___ Dataset content ___
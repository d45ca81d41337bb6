//! Shared helpers for HTTP integration suites.

use actix_web::cookie::Cookie;
use actix_web::http::StatusCode;
use serde_json::Value;

/// Status, parsed JSON body and session cookie of one response.
pub struct Reply {
    pub status: StatusCode,
    pub body: Value,
    pub cookie: Option<Cookie<'static>>,
}

impl Reply {
    /// The `details.reason` of an error body.
    pub fn reason(&self) -> Option<&str> {
        self.body
            .get("details")
            .and_then(|details| details.get("reason"))
            .and_then(Value::as_str)
    }

    pub fn code(&self) -> Option<&str> {
        self.body.get("code").and_then(Value::as_str)
    }

    pub fn session(&self) -> Cookie<'static> {
        self.cookie.clone().expect("response should set a session cookie")
    }
}

pub fn parse_body(bytes: &[u8]) -> Value {
    if bytes.is_empty() {
        Value::Null
    } else {
        serde_json::from_slice(bytes).expect("response body should be JSON")
    }
}

/// Send a `TestRequest` through an initialised service and collect a
/// [`Reply`].
#[macro_export]
macro_rules! send {
    ($app:expr, $request:expr) => {{
        let response = ::actix_web::test::call_service(&$app, $request.to_request()).await;
        let status = response.status();
        let cookie = response
            .response()
            .cookies()
            .find(|cookie| cookie.name() == "session")
            .map(|cookie| cookie.into_owned());
        let bytes = ::actix_web::test::read_body(response).await;
        $crate::support::Reply {
            status,
            body: $crate::support::parse_body(bytes.as_ref()),
            cookie,
        }
    }};
}

/// Log in and return the session cookie.
#[macro_export]
macro_rules! login {
    ($app:expr, $email:expr, $password:expr) => {{
        let reply = $crate::send!(
            $app,
            ::actix_web::test::TestRequest::post()
                .uri("/api/auth/login")
                .set_json(::serde_json::json!({ "email": $email, "password": $password }))
        );
        assert_eq!(reply.status, ::actix_web::http::StatusCode::OK, "{}", reply.body);
        reply.session()
    }};
}

pub const ADMIN_EMAIL: &str = "admin@stake.com";
pub const ADMIN_PASSWORD: &str = "admin123";
pub const INVESTOR_EMAIL: &str = "investor@stake.com";
pub const INVESTOR_PASSWORD: &str = "investor123";
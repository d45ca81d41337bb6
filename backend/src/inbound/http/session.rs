//! Session helpers to keep HTTP handlers free of framework-specific logic.
//!
//! Provides a thin wrapper around Actix sessions so handlers only deal with
//! domain-friendly operations such as persisting or retrieving the caller's
//! [`Principal`].

use actix_session::Session;
use actix_web::{FromRequest, HttpRequest, dev::Payload};
use futures_util::future::LocalBoxFuture;

use crate::domain::{Email, Error, Principal, User, UserId, UserRole};

pub(crate) const USER_ID_KEY: &str = "user_id";
pub(crate) const EMAIL_KEY: &str = "email";
pub(crate) const ROLE_KEY: &str = "role";

/// Newtype wrapper that exposes higher-level session operations.
#[derive(Clone)]
pub struct SessionContext(Session);

fn read_failure(error: impl std::fmt::Display) -> Error {
    Error::internal(format!("failed to read session: {error}"))
}

fn write_failure(error: impl std::fmt::Display) -> Error {
    Error::internal(format!("failed to persist session: {error}"))
}

impl SessionContext {
    /// Construct a new wrapper from the underlying Actix session.
    pub fn new(session: Session) -> Self {
        Self(session)
    }

    /// Persist the authenticated user's identity claims in the session cookie.
    pub fn persist_user(&self, user: &User) -> Result<(), Error> {
        self.0.renew();
        self.0
            .insert(USER_ID_KEY, user.id().to_string())
            .map_err(write_failure)?;
        self.0
            .insert(EMAIL_KEY, user.email().as_ref())
            .map_err(write_failure)?;
        self.0
            .insert(ROLE_KEY, user.role().as_str())
            .map_err(write_failure)
    }

    /// Drop every claim from the session.
    pub fn clear(&self) {
        self.0.purge();
    }

    /// Fetch the caller's identity from the session, if present.
    ///
    /// Tampered or partial claims are treated as an anonymous caller.
    pub fn principal(&self) -> Result<Option<Principal>, Error> {
        let id = self.0.get::<String>(USER_ID_KEY).map_err(read_failure)?;
        let email = self.0.get::<String>(EMAIL_KEY).map_err(read_failure)?;
        let role = self.0.get::<String>(ROLE_KEY).map_err(read_failure)?;
        let (Some(id), Some(email), Some(role)) = (id, email, role) else {
            return Ok(None);
        };
        let parsed = UserId::new(&id).and_then(|id| {
            let email = Email::new(&email)?;
            let role = role.parse::<UserRole>()?;
            Ok(Principal::new(id, email, role))
        });
        match parsed {
            Ok(principal) => Ok(Some(principal)),
            Err(error) => {
                tracing::warn!("invalid identity in session cookie: {error}");
                Ok(None)
            }
        }
    }

    /// Require an authenticated caller or return `401 Unauthorized`.
    pub fn require_principal(&self) -> Result<Principal, Error> {
        self.principal()?
            .ok_or_else(|| Error::unauthorized("login required"))
    }

    /// Require an authenticated caller holding `role`.
    ///
    /// Anonymous callers get `401`; callers with another role get `403`.
    pub fn require_role(&self, role: UserRole) -> Result<Principal, Error> {
        let principal = self.require_principal()?;
        principal
            .require_role(role)
            .map_err(|denied| Error::forbidden(denied.to_string()))?;
        Ok(principal)
    }
}

impl FromRequest for SessionContext {
    type Error = actix_web::Error;
    type Future = LocalBoxFuture<'static, Result<Self, Self::Error>>;

    fn from_request(req: &HttpRequest, payload: &mut Payload) -> Self::Future {
        let fut = Session::from_request(req, payload);
        Box::pin(async move { fut.await.map(SessionContext::new) })
    }
}

#[cfg(test)]
mod tests {
    use super::*;
    use crate::domain::{PasswordHash, UserDraft, UserName};
    use actix_web::http::StatusCode;
    use actix_web::{App, HttpResponse, test, web};
    use chrono::Utc;

    const FIXTURE_ID: &str = "3fa85f64-5717-4562-b3fc-2c963f66afa6";

    fn fixture_user(role: UserRole) -> User {
        User::new(UserDraft {
            id: UserId::new(FIXTURE_ID).expect("fixture id"),
            email: Email::new("ann@example.com").expect("email"),
            password_hash: PasswordHash::from_encoded("$argon2id$fixture"),
            name: UserName::new("Ann Perera").expect("name"),
            role,
            is_verified: true,
            created_at: Utc::now(),
        })
    }

    fn session_test_app() -> App<
        impl actix_web::dev::ServiceFactory<
            actix_web::dev::ServiceRequest,
            Config = (),
            Response = actix_web::dev::ServiceResponse,
            Error = actix_web::Error,
            InitError = (),
        >,
    > {
        App::new()
            .wrap(crate::inbound::http::test_utils::test_session_middleware())
            .route(
                "/login-investor",
                web::get().to(|session: SessionContext| async move {
                    session.persist_user(&fixture_user(UserRole::Investor))?;
                    Ok::<_, Error>(HttpResponse::Ok())
                }),
            )
            .route(
                "/whoami",
                web::get().to(|session: SessionContext| async move {
                    let principal = session.require_principal()?;
                    Ok::<_, Error>(HttpResponse::Ok().body(format!(
                        "{} {} {}",
                        principal.user_id, principal.email, principal.role
                    )))
                }),
            )
            .route(
                "/admin-only",
                web::get().to(|session: SessionContext| async move {
                    session.require_role(UserRole::Admin)?;
                    Ok::<_, Error>(HttpResponse::Ok())
                }),
            )
    }

    macro_rules! login_cookie {
        ($app:expr) => {{
            let res = test::call_service(
                &$app,
                test::TestRequest::get().uri("/login-investor").to_request(),
            )
            .await;
            assert_eq!(res.status(), StatusCode::OK);
            res.response()
                .cookies()
                .find(|cookie| cookie.name() == "session")
                .map(|cookie| cookie.into_owned())
                .expect("session cookie set")
        }};
    }

    #[actix_web::test]
    async fn round_trips_principal() {
        let app = test::init_service(session_test_app()).await;
        let cookie = login_cookie!(app);

        let res = test::call_service(
            &app,
            test::TestRequest::get()
                .uri("/whoami")
                .cookie(cookie)
                .to_request(),
        )
        .await;
        assert_eq!(res.status(), StatusCode::OK);
        let body = test::read_body(res).await;
        assert_eq!(body, format!("{FIXTURE_ID} ann@example.com investor"));
    }

    #[actix_web::test]
    async fn missing_session_is_unauthorised() {
        let app = test::init_service(session_test_app()).await;
        let res =
            test::call_service(&app, test::TestRequest::get().uri("/whoami").to_request()).await;
        assert_eq!(res.status(), StatusCode::UNAUTHORIZED);
    }

    #[actix_web::test]
    async fn wrong_role_is_forbidden() {
        let app = test::init_service(session_test_app()).await;
        let cookie = login_cookie!(app);

        let res = test::call_service(
            &app,
            test::TestRequest::get()
                .uri("/admin-only")
                .cookie(cookie)
                .to_request(),
        )
        .await;
        assert_eq!(res.status(), StatusCode::FORBIDDEN);
    }
}
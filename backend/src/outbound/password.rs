//! Argon2 password hashing adapter.

use argon2::{Algorithm, Argon2, Params, Version};
use async_trait::async_trait;
use zeroize::Zeroizing;
use argon2::password_hash::rand_core::OsRng;
use argon2::password_hash::{
    PasswordHash as EncodedHash, PasswordHasher as _, PasswordVerifier as _, SaltString,
};

use crate::domain::PasswordHash;
use crate::domain::ports::{PasswordHasher, PasswordHasherError};

/// Hashes passwords with Argon2id. Parameters default to the `argon2`
/// crate's recommendations; verification reads them from the stored hash.
#[derive(Debug, Clone, Default)]
pub struct Argon2Hasher {
    params: Params,
}

impl Argon2Hasher {
    pub fn new() -> Self {
        Self::default()
    }

    /// Use custom cost parameters for new hashes.
    pub fn with_params(params: Params) -> Self {
        Self { params }
    }

    fn argon2(&self) -> Argon2<'static> {
        Argon2::new(Algorithm::Argon2id, Version::V0x13, self.params.clone())
    }
}

fn hash_blocking(argon2: &Argon2<'_>, password: &[u8]) -> Result<PasswordHash, PasswordHasherError> {
    let salt = SaltString::generate(&mut OsRng);
    let encoded = argon2
        .hash_password(password, &salt)
        .map_err(|err| PasswordHasherError::hash(err.to_string()))?;
    Ok(PasswordHash::from_encoded(encoded.to_string()))
}

fn verify_blocking(
    argon2: &Argon2<'_>,
    password: &[u8],
    hash: &PasswordHash,
) -> Result<bool, PasswordHasherError> {
    let parsed = EncodedHash::new(hash.as_str())
        .map_err(|err| PasswordHasherError::hash(err.to_string()))?;
    match argon2.verify_password(password, &parsed) {
        Ok(()) => Ok(true),
        Err(argon2::password_hash::Error::Password) => Ok(false),
        Err(err) => Err(PasswordHasherError::hash(err.to_string())),
    }
}

fn join_error(err: tokio::task::JoinError) -> PasswordHasherError {
    PasswordHasherError::task(err.to_string())
}

#[async_trait]
impl PasswordHasher for Argon2Hasher {
    async fn hash(&self, password: &str) -> Result<PasswordHash, PasswordHasherError> {
        let argon2 = self.argon2();
        let password = Zeroizing::new(password.as_bytes().to_vec());
        tokio::task::spawn_blocking(move || hash_blocking(&argon2, &password))
            .await
            .map_err(join_error)?
    }

    async fn verify(
        &self,
        password: &str,
        hash: &PasswordHash,
    ) -> Result<bool, PasswordHasherError> {
        let argon2 = self.argon2();
        let password = Zeroizing::new(password.as_bytes().to_vec());
        let hash = hash.clone();
        tokio::task::spawn_blocking(move || verify_blocking(&argon2, &password, &hash))
            .await
            .map_err(join_error)?
    }
}
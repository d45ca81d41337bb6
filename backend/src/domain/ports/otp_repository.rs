//! Port for pending verification codes keyed by email.
use async_trait::async_trait;

use crate::domain::{Email, OtpRecord};

use super::define_port_error;

define_port_error! {
    /// Persistence errors raised by OTP repository adapters.
    pub enum OtpPersistenceError {
        /// Repository connection could not be established.
        Connection { message: String } => ServiceUnavailable,
            "otp repository connection failed: {message}",
        /// Query or mutation failed during execution.
        Query { message: String } => InternalError,
            "otp repository query failed: {message}",
    }
}

#[cfg_attr(test, mockall::automock)]
#[async_trait]
pub trait OtpRepository: Send + Sync {
    /// Store a code, replacing any pending code for the same email.
    async fn put(&self, record: &OtpRecord) -> Result<(), OtpPersistenceError>;

    async fn find(&self, email: &Email) -> Result<Option<OtpRecord>, OtpPersistenceError>;

    async fn delete(&self, email: &Email) -> Result<(), OtpPersistenceError>;
}
//! Port abstraction for user persistence adapters and their errors.
use async_trait::async_trait;

use crate::domain::{Email, User, UserId};

use super::define_port_error;

define_port_error! {
    /// Persistence errors raised by user repository adapters.
    pub enum UserPersistenceError {
        /// Repository connection could not be established.
        Connection { message: String } => ServiceUnavailable,
            "user repository connection failed: {message}",
        /// Query or mutation failed during execution.
        Query { message: String } => InternalError,
            "user repository query failed: {message}",
        /// Another account already owns the email address.
        Duplicate { email: String } => StateConflict, "user already exists: {email}",
    }
}

/// Identity store.
#[cfg_attr(test, mockall::automock)]
#[async_trait]
pub trait UserRepository: Send + Sync {
    /// Insert a new user, failing with `Duplicate` when the email is taken.
    async fn insert(&self, user: &User) -> Result<(), UserPersistenceError>;

    /// Replace an existing user record.
    async fn update(&self, user: &User) -> Result<(), UserPersistenceError>;

    /// Fetch a user by identifier.
    async fn find_by_id(&self, id: &UserId) -> Result<Option<User>, UserPersistenceError>;

    /// Fetch a user by normalised email.
    async fn find_by_email(&self, email: &Email) -> Result<Option<User>, UserPersistenceError>;
}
___
What is being asked> Copy every line of the entries in which "Version" can be found.

Output for this task>
use argon2::{Algorithm, Argon2, Params, Version};
        Argon2::new(Algorithm::Argon2id, Version::V0x13, self.params.clone())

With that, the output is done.